WORK TASK: Your answer must hold only the lines below from the line containing "from earlier draws." through the line containing "fn round_to(value: f64, decimals: i32)", each reproduced exactly.

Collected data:
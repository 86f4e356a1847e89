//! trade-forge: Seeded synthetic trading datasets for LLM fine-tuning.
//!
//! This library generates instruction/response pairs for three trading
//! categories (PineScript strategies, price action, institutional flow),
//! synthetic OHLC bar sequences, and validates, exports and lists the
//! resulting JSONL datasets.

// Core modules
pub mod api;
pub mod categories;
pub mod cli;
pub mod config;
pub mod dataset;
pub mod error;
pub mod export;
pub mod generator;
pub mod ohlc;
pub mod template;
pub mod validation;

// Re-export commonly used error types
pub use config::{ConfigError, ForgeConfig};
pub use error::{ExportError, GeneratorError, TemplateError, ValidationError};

==

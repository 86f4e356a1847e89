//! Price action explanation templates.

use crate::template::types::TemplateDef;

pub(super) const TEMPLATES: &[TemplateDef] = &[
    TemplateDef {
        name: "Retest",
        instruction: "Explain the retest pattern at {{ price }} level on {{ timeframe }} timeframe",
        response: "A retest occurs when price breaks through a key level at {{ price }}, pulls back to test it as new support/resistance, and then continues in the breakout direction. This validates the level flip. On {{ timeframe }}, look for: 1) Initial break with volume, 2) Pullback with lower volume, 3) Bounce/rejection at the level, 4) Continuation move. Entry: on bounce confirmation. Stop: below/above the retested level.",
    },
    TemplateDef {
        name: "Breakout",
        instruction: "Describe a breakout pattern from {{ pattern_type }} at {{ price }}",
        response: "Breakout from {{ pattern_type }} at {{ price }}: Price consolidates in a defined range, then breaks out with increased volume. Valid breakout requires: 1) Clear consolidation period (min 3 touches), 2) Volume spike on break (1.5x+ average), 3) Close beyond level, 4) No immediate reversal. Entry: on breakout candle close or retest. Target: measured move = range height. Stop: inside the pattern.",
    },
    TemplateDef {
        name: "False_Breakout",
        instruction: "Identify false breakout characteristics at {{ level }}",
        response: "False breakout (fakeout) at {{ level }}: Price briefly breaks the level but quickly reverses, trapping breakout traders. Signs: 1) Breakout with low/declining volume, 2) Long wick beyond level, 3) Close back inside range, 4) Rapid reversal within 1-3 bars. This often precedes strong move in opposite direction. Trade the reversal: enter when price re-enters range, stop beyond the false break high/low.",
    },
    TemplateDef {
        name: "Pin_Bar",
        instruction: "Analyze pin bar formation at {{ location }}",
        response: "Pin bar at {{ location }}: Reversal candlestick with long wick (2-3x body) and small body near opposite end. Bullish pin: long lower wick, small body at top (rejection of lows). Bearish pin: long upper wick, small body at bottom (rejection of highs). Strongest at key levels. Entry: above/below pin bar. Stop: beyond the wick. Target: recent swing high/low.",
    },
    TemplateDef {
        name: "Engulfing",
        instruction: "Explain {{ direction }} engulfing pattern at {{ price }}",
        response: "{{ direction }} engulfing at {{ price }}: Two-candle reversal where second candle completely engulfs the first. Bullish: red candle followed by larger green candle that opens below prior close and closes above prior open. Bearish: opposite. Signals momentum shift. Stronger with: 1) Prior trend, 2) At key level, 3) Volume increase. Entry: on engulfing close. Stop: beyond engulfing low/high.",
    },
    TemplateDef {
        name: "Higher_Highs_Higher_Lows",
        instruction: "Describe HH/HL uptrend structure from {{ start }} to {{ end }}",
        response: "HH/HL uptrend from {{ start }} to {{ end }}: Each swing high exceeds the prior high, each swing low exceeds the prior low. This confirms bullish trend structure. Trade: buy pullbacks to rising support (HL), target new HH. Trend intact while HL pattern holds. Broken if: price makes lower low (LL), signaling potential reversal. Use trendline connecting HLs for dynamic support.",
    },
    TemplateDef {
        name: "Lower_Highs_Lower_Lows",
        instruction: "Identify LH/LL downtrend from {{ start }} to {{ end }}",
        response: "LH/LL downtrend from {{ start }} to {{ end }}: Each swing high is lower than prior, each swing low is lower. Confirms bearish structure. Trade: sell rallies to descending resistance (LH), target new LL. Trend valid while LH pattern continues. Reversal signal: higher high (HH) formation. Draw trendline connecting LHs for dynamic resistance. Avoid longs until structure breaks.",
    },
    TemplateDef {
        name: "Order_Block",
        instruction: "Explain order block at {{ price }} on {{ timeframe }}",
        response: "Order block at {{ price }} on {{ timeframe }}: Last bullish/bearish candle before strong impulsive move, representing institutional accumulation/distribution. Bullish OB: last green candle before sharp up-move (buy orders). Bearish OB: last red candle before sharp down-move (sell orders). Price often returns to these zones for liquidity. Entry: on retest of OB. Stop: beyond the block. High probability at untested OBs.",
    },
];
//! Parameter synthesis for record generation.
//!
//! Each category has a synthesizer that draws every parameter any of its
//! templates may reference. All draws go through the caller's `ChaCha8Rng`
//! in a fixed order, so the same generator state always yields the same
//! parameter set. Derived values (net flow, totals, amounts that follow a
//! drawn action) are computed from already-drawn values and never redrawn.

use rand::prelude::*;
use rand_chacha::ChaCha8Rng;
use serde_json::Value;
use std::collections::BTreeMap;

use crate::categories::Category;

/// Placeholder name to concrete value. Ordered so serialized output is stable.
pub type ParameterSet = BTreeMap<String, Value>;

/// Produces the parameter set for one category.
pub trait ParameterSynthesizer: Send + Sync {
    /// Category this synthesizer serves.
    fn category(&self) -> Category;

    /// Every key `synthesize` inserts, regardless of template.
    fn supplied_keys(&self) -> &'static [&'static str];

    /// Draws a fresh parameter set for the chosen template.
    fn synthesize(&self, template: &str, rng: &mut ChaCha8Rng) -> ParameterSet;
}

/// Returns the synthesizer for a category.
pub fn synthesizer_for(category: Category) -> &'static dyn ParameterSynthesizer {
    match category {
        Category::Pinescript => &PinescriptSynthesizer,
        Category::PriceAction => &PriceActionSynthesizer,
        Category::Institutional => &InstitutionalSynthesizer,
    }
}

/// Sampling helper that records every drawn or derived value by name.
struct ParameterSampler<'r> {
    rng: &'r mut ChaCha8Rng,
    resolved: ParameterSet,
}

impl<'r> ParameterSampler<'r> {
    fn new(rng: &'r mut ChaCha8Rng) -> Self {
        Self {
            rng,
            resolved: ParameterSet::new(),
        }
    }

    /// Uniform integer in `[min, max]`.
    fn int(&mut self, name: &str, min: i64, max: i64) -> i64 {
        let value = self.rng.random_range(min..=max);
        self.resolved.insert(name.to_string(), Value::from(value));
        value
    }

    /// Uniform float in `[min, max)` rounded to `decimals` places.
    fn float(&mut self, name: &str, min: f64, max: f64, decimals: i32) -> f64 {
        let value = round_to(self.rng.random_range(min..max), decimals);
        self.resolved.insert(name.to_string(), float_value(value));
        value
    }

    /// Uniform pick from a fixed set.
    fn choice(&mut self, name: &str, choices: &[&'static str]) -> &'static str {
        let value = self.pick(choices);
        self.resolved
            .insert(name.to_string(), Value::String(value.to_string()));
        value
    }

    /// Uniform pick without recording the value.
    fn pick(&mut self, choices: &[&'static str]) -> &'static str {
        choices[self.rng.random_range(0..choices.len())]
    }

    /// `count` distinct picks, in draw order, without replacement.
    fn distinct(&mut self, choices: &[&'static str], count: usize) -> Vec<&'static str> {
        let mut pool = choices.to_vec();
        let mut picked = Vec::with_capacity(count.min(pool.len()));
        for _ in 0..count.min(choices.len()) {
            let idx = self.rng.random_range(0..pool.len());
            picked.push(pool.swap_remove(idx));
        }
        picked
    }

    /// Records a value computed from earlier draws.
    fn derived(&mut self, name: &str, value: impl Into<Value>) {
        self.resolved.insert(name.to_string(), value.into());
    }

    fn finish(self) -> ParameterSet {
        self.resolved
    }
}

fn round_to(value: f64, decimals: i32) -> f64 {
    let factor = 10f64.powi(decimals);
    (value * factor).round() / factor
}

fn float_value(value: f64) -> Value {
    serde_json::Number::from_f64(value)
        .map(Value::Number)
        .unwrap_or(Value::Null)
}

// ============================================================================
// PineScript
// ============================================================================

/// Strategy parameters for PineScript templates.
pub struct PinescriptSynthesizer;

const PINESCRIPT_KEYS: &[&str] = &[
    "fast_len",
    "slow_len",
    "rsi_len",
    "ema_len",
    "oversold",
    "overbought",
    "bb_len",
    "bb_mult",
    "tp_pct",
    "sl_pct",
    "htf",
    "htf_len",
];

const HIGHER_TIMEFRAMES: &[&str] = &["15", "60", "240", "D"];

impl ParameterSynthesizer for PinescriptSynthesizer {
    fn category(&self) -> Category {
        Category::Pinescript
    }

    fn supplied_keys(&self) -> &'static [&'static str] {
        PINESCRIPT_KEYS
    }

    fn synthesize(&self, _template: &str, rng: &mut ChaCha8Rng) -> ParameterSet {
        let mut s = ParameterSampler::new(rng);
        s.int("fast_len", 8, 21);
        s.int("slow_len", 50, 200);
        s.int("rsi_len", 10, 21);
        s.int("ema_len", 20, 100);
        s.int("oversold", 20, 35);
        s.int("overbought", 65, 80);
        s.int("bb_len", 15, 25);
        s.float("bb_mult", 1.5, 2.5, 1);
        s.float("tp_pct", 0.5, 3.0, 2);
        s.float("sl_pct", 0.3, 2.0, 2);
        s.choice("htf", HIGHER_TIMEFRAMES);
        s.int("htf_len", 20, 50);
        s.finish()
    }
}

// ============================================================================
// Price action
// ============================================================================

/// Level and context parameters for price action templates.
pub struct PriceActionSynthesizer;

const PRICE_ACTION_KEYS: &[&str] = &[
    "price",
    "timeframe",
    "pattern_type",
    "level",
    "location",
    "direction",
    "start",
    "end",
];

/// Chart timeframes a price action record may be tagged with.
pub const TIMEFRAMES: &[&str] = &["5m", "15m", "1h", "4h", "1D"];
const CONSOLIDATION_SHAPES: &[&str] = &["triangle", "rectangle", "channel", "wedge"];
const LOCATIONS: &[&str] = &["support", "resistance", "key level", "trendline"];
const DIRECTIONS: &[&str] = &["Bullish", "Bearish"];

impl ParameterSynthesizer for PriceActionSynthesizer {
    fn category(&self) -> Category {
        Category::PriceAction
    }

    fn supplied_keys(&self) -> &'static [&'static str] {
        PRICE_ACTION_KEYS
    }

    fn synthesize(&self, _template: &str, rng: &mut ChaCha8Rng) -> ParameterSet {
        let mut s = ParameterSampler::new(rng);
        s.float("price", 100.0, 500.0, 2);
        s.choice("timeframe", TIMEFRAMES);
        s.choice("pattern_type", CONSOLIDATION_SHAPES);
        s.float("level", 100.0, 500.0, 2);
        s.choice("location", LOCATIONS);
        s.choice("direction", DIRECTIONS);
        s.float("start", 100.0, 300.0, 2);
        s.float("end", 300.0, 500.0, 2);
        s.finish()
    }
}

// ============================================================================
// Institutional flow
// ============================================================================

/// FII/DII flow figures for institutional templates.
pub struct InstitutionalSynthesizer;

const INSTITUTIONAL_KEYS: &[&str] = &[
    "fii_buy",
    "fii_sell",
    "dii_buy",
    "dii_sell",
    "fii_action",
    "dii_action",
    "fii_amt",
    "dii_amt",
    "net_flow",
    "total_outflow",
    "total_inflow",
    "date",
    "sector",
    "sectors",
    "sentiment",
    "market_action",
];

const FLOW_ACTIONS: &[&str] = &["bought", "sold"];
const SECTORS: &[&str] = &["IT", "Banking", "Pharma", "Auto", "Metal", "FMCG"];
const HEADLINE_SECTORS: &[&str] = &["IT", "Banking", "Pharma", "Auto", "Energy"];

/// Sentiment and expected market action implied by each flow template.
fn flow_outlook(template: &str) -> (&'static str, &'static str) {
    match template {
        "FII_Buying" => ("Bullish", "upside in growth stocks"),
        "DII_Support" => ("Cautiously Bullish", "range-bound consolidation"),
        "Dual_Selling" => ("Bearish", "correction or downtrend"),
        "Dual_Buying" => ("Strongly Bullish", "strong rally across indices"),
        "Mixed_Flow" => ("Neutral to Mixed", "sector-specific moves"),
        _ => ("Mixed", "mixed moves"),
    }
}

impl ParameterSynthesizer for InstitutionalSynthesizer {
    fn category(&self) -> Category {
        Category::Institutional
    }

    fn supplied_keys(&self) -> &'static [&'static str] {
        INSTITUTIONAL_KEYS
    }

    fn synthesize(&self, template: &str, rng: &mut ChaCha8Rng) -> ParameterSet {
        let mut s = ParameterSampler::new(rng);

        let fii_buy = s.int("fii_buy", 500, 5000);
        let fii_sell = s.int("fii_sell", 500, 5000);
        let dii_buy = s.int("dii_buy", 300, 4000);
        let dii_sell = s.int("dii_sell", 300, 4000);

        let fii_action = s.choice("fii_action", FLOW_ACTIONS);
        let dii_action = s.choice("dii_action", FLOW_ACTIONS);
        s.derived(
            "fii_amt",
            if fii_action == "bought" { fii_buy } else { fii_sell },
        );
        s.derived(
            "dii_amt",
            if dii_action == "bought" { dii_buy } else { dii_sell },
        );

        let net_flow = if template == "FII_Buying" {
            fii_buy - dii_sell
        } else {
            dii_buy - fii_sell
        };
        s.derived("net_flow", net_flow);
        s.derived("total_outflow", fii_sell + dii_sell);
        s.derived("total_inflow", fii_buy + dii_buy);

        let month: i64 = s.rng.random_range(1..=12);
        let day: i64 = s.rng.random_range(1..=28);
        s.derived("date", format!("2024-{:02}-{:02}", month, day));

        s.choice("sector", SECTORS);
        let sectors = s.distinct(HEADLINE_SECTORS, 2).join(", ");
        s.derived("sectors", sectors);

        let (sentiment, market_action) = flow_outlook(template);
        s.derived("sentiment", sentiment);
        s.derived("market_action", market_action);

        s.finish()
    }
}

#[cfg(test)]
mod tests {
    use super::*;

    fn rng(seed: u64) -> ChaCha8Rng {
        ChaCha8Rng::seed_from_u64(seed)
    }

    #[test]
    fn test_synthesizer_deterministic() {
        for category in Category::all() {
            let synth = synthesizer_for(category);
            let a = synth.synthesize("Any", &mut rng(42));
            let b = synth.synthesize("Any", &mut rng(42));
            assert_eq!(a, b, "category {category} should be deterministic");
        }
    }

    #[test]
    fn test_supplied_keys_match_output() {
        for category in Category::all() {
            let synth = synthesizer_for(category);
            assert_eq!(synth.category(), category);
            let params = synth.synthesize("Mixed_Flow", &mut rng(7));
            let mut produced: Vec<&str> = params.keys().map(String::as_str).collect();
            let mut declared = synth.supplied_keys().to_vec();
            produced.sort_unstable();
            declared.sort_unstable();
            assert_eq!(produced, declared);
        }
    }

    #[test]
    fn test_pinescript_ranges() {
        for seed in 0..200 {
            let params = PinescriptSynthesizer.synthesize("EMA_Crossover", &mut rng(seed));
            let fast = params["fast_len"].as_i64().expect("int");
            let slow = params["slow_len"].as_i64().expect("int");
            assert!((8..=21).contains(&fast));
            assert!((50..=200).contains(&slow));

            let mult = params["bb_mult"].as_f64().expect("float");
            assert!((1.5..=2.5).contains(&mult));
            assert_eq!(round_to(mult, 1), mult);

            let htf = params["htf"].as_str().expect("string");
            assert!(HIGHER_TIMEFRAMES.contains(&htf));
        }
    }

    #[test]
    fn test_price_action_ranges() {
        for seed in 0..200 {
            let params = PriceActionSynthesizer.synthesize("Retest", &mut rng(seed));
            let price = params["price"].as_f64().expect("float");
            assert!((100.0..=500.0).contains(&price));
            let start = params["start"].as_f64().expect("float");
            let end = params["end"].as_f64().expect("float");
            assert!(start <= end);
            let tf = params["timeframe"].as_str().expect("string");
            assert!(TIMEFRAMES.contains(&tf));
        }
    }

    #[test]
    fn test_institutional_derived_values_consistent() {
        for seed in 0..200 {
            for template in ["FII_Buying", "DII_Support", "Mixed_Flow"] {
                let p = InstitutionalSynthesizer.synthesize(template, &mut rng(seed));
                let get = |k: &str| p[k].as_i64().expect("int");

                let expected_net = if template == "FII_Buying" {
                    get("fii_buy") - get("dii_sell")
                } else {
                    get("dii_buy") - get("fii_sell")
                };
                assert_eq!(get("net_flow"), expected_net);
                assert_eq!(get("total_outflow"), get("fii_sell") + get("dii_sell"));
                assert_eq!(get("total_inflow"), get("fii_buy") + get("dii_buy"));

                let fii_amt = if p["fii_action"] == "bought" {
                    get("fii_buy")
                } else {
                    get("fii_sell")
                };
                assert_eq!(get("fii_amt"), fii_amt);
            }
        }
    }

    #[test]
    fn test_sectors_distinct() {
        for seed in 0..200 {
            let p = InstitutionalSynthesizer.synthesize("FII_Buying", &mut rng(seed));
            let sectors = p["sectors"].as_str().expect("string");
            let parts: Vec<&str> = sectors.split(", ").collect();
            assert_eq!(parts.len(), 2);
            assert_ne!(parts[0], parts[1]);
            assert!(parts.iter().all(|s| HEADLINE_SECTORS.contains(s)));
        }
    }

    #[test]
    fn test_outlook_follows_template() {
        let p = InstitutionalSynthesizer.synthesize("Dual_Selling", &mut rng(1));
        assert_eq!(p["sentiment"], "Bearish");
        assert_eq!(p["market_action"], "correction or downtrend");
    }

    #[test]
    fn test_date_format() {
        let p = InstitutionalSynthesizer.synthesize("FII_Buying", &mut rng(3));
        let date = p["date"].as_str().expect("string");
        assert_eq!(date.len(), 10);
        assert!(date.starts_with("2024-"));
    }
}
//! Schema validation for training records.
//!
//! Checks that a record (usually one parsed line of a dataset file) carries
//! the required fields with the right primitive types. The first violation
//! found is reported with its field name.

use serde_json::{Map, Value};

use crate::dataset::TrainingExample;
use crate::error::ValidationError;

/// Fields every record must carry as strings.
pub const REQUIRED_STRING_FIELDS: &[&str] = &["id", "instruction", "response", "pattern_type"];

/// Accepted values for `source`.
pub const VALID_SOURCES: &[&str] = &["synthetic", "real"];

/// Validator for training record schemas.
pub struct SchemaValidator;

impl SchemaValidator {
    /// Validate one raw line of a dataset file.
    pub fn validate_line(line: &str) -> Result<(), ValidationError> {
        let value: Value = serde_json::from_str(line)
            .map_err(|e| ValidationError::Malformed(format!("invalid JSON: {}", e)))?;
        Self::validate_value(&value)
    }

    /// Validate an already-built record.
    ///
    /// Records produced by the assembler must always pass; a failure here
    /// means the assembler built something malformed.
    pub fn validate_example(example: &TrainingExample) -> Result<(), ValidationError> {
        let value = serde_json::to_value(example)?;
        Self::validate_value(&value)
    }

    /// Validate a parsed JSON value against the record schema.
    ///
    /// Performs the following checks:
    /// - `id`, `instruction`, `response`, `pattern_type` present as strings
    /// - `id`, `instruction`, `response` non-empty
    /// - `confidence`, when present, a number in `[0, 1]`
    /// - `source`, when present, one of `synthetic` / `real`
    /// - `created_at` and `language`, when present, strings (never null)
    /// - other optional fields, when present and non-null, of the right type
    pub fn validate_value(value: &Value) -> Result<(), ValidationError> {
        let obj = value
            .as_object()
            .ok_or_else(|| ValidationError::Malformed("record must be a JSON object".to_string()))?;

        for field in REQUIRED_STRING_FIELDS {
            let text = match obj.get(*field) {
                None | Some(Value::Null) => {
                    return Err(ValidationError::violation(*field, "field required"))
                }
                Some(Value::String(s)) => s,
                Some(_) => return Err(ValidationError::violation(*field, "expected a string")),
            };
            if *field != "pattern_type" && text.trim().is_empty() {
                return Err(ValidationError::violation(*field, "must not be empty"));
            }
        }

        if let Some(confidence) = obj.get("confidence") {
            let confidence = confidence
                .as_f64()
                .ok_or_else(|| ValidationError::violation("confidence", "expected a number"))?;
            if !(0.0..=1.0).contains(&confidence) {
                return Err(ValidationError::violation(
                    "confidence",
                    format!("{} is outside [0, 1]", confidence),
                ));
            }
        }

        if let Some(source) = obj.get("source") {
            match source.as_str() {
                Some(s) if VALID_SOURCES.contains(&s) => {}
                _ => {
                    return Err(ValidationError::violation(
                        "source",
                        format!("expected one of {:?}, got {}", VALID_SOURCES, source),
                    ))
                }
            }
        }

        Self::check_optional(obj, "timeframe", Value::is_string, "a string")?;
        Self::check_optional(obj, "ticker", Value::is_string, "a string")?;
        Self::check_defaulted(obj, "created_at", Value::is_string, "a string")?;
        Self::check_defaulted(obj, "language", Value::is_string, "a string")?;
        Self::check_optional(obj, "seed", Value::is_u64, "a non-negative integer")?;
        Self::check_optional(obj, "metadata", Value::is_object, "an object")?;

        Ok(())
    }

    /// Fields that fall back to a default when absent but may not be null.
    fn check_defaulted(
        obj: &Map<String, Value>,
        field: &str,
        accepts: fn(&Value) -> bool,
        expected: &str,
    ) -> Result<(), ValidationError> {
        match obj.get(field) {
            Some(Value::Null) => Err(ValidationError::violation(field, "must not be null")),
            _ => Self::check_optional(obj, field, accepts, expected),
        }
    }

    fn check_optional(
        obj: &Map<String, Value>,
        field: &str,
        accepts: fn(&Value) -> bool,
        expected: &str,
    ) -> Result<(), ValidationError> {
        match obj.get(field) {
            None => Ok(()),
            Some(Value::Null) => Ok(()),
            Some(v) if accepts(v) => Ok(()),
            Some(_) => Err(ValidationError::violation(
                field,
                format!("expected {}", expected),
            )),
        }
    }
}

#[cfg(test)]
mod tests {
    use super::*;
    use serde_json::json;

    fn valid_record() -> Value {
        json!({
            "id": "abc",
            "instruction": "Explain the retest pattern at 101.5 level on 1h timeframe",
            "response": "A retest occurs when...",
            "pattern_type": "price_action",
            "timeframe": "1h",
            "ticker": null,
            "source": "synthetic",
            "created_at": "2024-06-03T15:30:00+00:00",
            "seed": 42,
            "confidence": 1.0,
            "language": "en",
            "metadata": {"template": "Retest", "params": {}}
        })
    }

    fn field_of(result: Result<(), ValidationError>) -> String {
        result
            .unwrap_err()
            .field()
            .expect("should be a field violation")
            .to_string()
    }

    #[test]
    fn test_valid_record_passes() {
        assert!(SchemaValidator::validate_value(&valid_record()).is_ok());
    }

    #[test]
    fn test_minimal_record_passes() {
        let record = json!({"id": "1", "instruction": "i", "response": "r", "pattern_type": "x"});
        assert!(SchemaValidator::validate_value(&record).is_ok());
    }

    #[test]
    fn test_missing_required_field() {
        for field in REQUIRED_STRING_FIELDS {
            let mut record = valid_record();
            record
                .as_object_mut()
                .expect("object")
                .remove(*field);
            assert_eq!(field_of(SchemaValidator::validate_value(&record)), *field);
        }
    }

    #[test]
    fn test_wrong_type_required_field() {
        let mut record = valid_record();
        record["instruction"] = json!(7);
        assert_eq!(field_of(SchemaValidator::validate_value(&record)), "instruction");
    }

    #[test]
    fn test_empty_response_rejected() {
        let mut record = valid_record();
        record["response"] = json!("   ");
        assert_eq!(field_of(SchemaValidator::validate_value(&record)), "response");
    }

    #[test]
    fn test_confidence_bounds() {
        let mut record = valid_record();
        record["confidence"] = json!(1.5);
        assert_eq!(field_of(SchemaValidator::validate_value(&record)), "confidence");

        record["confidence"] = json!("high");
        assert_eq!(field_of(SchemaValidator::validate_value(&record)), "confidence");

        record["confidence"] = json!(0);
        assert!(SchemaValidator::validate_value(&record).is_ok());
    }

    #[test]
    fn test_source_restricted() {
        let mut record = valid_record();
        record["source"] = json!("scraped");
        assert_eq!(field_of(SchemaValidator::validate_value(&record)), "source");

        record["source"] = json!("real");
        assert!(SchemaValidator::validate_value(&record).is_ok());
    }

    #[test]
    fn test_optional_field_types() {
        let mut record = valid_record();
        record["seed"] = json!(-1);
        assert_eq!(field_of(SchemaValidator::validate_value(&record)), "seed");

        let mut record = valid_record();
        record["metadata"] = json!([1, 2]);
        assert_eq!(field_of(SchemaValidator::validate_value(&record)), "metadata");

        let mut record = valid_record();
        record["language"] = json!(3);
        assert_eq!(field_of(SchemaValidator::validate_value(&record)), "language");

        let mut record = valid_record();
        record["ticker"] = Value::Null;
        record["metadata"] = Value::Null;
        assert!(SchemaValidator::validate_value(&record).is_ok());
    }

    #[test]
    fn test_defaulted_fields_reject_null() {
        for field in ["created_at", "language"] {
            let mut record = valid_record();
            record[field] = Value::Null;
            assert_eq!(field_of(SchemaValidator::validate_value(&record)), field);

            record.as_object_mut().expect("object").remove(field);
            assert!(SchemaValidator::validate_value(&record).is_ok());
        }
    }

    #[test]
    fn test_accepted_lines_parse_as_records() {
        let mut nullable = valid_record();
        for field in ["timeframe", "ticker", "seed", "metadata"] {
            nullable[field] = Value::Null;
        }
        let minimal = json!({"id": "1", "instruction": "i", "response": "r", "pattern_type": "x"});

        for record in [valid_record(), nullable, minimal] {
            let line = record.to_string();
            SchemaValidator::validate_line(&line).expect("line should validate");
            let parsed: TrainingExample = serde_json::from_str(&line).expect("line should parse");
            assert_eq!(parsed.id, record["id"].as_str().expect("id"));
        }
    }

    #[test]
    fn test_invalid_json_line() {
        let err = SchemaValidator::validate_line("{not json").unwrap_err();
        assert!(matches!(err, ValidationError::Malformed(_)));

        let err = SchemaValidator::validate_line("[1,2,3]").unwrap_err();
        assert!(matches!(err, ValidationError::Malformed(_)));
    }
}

WRITTEN ANSWER:
    /// Records a value computed from earlier draws.
    fn derived(&mut self, name: &str, value: impl Into<Value>) {
        self.resolved.insert(name.to_string(), value.into());
    }

    fn finish(self) -> ParameterSet {
        self.resolved
    }
}

fn round_to(value: f64, decimals: i32) -> f64 {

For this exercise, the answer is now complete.